Occorre considerare che con sentenza quasi coeva a quella oggetto del presente appello ed in fattispecie concernente l’impugnazione da parte di alcuni genitori del diniego del Consiglio di Istituto di rimozione del crocifisso dalle aule scolastiche, il Consiglio di Stato (Sez. VI, 13 febbraio 2006, n.556) ha chiarito che la controversia riguardante l’esposizione del crocifisso in luoghi dove si svolgono servizi pubblici rientra nella giurisdizione del giudice amministrativo e che “quando la vertenza ha come oggetto la contestazione della legittimità dell’esercizio del potere amministrativo, ossia quando l’atto amministrativo sia assunto nel giudizio non come atto materiale o come semplice espressione di una condotta illecita, ma sia considerato nel ricorso quale attuazione illegittima di un potere amministrativo, di cui si chiede l’annullamento, la posizione del cittadino si concreta come posizione di interesse legittimo………………..Deve essere tenuto presente, ancora, che in discussione sono atti riconducibili all’espressione di una potestà regolamentare dell’Amministrazione, potestà quindi tipicamente discrezionale. Rispetto a potestà del genere, la Corte regolatrice della giurisdizione, di recente, ha confermato che la tutela è devoluta al giudice amministrativo, anche se la controversia inerisca al diritto alla salute (Cass. Sez. Un. 28.10.2005, n. 20994)”.

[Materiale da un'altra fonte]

//! Tradable pair universe.

use async_trait::async_trait;

use crate::error::Result;

/// Supplies the pairs the bot may enter.
#[async_trait]
pub trait PairListProvider: Send + Sync {
    /// Current whitelist, in priority order.
    async fn refresh_pairlist(&self) -> Result<Vec<String>>;
}

/// Fixed whitelist from configuration.
pub struct StaticPairList {
    pairs: Vec<String>,
}

impl StaticPairList {
    pub fn new(pairs: Vec<String>) -> Self {
        let mut unique = Vec::with_capacity(pairs.len());
        for pair in pairs {
            if !unique.contains(&pair) {
                unique.push(pair);
            }
        }
        Self { pairs: unique }
    }
}

#[async_trait]
impl PairListProvider for StaticPairList {
    async fn refresh_pairlist(&self) -> Result<Vec<String>> {
        Ok(self.pairs.clone())
    }
}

La statuizione del Consiglio di Stato sul riparto della giurisdizione è stata confermata dalla Suprema Corte di Cassazione, che l’ha ricondotta alla potestà organizzatoria della pubblica amministrazione, esercitata mediante provvedimenti dell’autorità preposta (Cass. SS.UU 10.7.2006, n. 15614; 30.7.2008, n. 20601).

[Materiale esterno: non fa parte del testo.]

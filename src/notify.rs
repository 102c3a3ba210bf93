//! Trade event notifications.
//!
//! Emission is fire-and-forget: events go onto an unbounded channel and a
//! delivery failure is only logged. Nothing here can fail a trade action.

use chrono::{DateTime, Utc};
use rust_decimal::Decimal;
use serde::{Deserialize, Serialize};
use tokio::sync::mpsc;
use tokio::task::JoinHandle;
use tracing::{info, warn};

use crate::models::{OrderType, SellReason};

/// Entry (or entry-cancel) event payload.
#[derive(Debug, Clone, PartialEq, Serialize, Deserialize)]
pub struct EntryEvent {
    pub trade_id: i64,
    pub exchange: String,
    pub pair: String,
    pub limit: Decimal,
    pub order_type: OrderType,
    pub stake_amount: Decimal,
    pub stake_currency: String,
    pub fiat_currency: Option<String>,
    pub amount: Decimal,
    pub open_date: DateTime<Utc>,
    pub current_rate: Decimal,
}

/// Exit (or exit-cancel) event payload.
#[derive(Debug, Clone, PartialEq, Serialize, Deserialize)]
pub struct ExitEvent {
    pub trade_id: i64,
    pub exchange: String,
    pub pair: String,
    /// "profit" or "loss"
    pub gain: String,
    pub limit: Decimal,
    pub order_type: OrderType,
    pub amount: Decimal,
    pub open_rate: Decimal,
    pub current_rate: Decimal,
    pub profit_amount: Decimal,
    pub profit_ratio: Decimal,
    pub sell_reason: Option<SellReason>,
    pub open_date: DateTime<Utc>,
    pub close_date: Option<DateTime<Utc>>,
    pub stake_currency: String,
    pub fiat_currency: Option<String>,
}

/// Event emitted by the engine.
#[derive(Debug, Clone, PartialEq, Serialize, Deserialize)]
#[serde(tag = "type", rename_all = "snake_case")]
pub enum Notification {
    Status { status: String },
    Entry(EntryEvent),
    EntryCancel(EntryEvent),
    Exit(ExitEvent),
    ExitCancel(ExitEvent),
}

impl Notification {
    pub fn status(message: impl Into<String>) -> Self {
        Notification::Status {
            status: message.into(),
        }
    }

    pub fn kind(&self) -> &'static str {
        match self {
            Notification::Status { .. } => "status",
            Notification::Entry(_) => "entry",
            Notification::EntryCancel(_) => "entry_cancel",
            Notification::Exit(_) => "exit",
            Notification::ExitCancel(_) => "exit_cancel",
        }
    }
}

/// Sending half of the notification channel.
#[derive(Clone)]
pub struct Notifier {
    tx: mpsc::UnboundedSender<Notification>,
}

impl Notifier {
    /// Create a notifier and the receiver events are delivered to.
    pub fn channel() -> (Self, mpsc::UnboundedReceiver<Notification>) {
        let (tx, rx) = mpsc::unbounded_channel();
        (Self { tx }, rx)
    }

    /// Queue an event. Never blocks, never fails the caller.
    pub fn emit(&self, notification: Notification) {
        let kind = notification.kind();
        if self.tx.send(notification).is_err() {
            warn!(kind = kind, "Notification channel closed, event dropped");
        }
    }
}

/// Drain `rx`, writing every event to the log as JSON.
pub fn spawn_log_sink(mut rx: mpsc::UnboundedReceiver<Notification>) -> JoinHandle<()> {
    tokio::spawn(async move {
        while let Some(notification) = rx.recv().await {
            match serde_json::to_string(&notification) {
                Ok(json) => info!(kind = notification.kind(), event = %json, "Notification"),
                Err(e) => warn!(error = %e, "Failed to serialize notification"),
            }
        }
    })
}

Una volta chiarito, quindi, che anche nella presente fattispecie l’azione amministrativa è assunta nel giudizio non come fatto materiale o come semplice espressione di una condotta illecita, ma quale attuazione illegittima di un potere amministrativo di cui è chiesto l’annullamento nell’ambito del rapporto di pubblico impiego, la domanda di accertamento dell’illegittimità del diniego di rimozione del simbolo religioso dalle aule dei tribunali diversi da quello dove il ricorrente svolgeva servizio è da considerarsi inammissibile per carenza di interesse, non essendo la richiesta di tutela correlata ad una situazione giuridica sostanziale afferente al rapporto di pubblico impiego che si assume lesa dall’atto amministrativo , la quale postula necessariamente l’esistenza di un interesse attuale e concreto direttamente riconducibile al ricorrente e non, come nella specie, alla generalità dei consociati.

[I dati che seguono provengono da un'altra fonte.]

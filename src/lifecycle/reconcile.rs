//! Order state reconciliation and fee-adjusted amounts.

use rust_decimal::Decimal;
use rust_decimal_macros::dec;
use tracing::{info, warn};

use super::TradeLifecycle;
use crate::error::{BotError, Result};
use crate::models::{Order, OrderSide, Trade};

/// Absolute tolerance when comparing amounts.
pub const MATH_CLOSE_PREC: Decimal = dec!(0.00000000000001);

pub(crate) fn is_close(a: Decimal, b: Decimal) -> bool {
    (a - b).abs() <= MATH_CLOSE_PREC
}

impl TradeLifecycle {
    /// Bring a pending trade in line with its order on the exchange.
    ///
    /// Uses `action_order` when the caller already holds a fresh snapshot.
    pub async fn update_trade_state(&self, trade: &mut Trade, action_order: Option<&Order>) -> Result<()> {
        let Some(order_id) = trade.open_order_id.clone() else {
            return Ok(());
        };
        info!(trade_id = trade.id, pair = %trade.pair, order_id = %order_id, "Found open order for trade");

        let order = match action_order {
            Some(order) => order.clone(),
            None => match self.exchange.get_order(&order_id, &trade.pair).await {
                Ok(order) => order,
                Err(BotError::InvalidOrder(msg)) => {
                    warn!(order_id = %order_id, error = %msg, "Unable to fetch order");
                    return Ok(());
                }
                Err(e) => return Err(e),
            },
        };

        // Fees charged in the base currency shrink what we actually hold.
        let net_amount = if order.side == OrderSide::Buy {
            match self.get_real_amount(trade, &order, None).await {
                Ok(amount) => Some(amount),
                Err(e) if e.is_recoverable() => {
                    warn!(trade_id = trade.id, error = %e, "Could not update trade amount");
                    None
                }
                Err(e) => return Err(e),
            }
        } else {
            None
        };

        trade.update(&order);

        // Only a filled buy has an amount to correct.
        if let Some(net_amount) = net_amount {
            if trade.open_order_id.is_none() && !is_close(order.amount, net_amount) {
                trade.apply_real_amount(net_amount);
            }
        }

        if trade.open_order_id.is_none() {
            self.clear_partial_sell_flag(trade.id);
        }
        if !trade.is_open {
            self.wallets.update().await?;
        }

        Ok(())
    }

    /// Amount actually received for `order`, net of fees taken in the base
    /// currency.
    ///
    /// Prefers the fee embedded in the order; otherwise sums the order's fills.
    /// Fills that do not add up to the order amount are an accounting fault.
    pub async fn get_real_amount(
        &self,
        trade: &Trade,
        order: &Order,
        order_amount: Option<Decimal>,
    ) -> Result<Decimal> {
        let order_amount = order_amount.unwrap_or(order.amount);

        if trade.fee_open.is_zero() || order.is_open() {
            return Ok(order_amount);
        }

        let base_currency = self.exchange.get_pair_base_currency(&trade.pair).await?;

        if let Some(fee) = &order.fee {
            if fee.currency == base_currency {
                let new_amount = order_amount - fee.cost;
                info!(
                    trade_id = trade.id,
                    from = %order_amount,
                    to = %new_amount,
                    "Applying fee on amount from order"
                );
                return Ok(new_amount);
            }
        }

        let fills = self
            .exchange
            .get_trades_for_order(&order.id, &trade.pair, trade.open_date)
            .await?;

        if fills.is_empty() {
            info!(trade_id = trade.id, "Applying fee on amount failed: no fills found");
            return Ok(order_amount);
        }

        let mut amount = Decimal::ZERO;
        let mut fee_abs = Decimal::ZERO;
        for fill in &fills {
            amount += fill.amount;
            if let Some(fee) = &fill.fee {
                if fee.currency == base_currency {
                    fee_abs += fee.cost;
                }
            }
        }

        if !is_close(amount, order_amount) {
            warn!(
                trade_id = trade.id,
                fills = %amount,
                order_amount = %order_amount,
                "Fill amounts do not match order amount"
            );
            return Err(BotError::Reconciliation("Half bought? Amounts don't match".to_string()));
        }

        let real_amount = amount - fee_abs;
        if !fee_abs.is_zero() {
            info!(
                trade_id = trade.id,
                from = %order_amount,
                to = %real_amount,
                "Applying fee on amount from fills"
            );
        }
        Ok(real_amount)
    }
}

Il sistema di tutela giurisdizionale amministrativa, invero, come condivisibilmente riconosciuto dal giudice di prime cure, ha il carattere di giurisdizione soggettiva e non di difesa dell’oggettiva legittimità dell’azione amministrativa, alla stregua di un’azione popolare, e non ammette, pertanto, un ampliamento della legittimazione attiva al di fuori dei casi espressamente previsti dalla legge (ex multis, Cons. St. Sez. IV, 13.12.2011; 16.2.2011 n. 983; Sez. VI, 1.7.2008, n. 3326).
La circostanza che il ricorrente prestasse , all’epoca, servizio presso il Tribunale di Camerino è sufficiente ad escludere la sussistenza di una situazione lesa per effetto dell’esposizione del crocifisso in altre sedi, né è da condividere l’assunto secondo cui il magistrato avrebbe potuto essere trasferito in altro tribunale, dovendo l’interesse idoneo a sostanziare la legittimazione ad agire essere non solo personale e concreto, ma anche attuale.
Quanto alla domanda tendente ad ottenere la rimozione del crocifisso dalle aule del Tribunale di Camerino, sede di servizio del ricorrente, si deve osservare che, alla luce dei principi surrichiamati in tema di riparto, la giurisdizione spetta, contrariamente a quanto statuito dal primo giudice, al giudice amministrativo, essendo da escludere che l’azione dell’amministrazione sia da qualificare come mero comportamento, tale da radicare la giurisdizione del giudice ordinario, secondo quanto stabilito dalla Corte costituzionale nella sentenza 6 luglio 2004, n. 204.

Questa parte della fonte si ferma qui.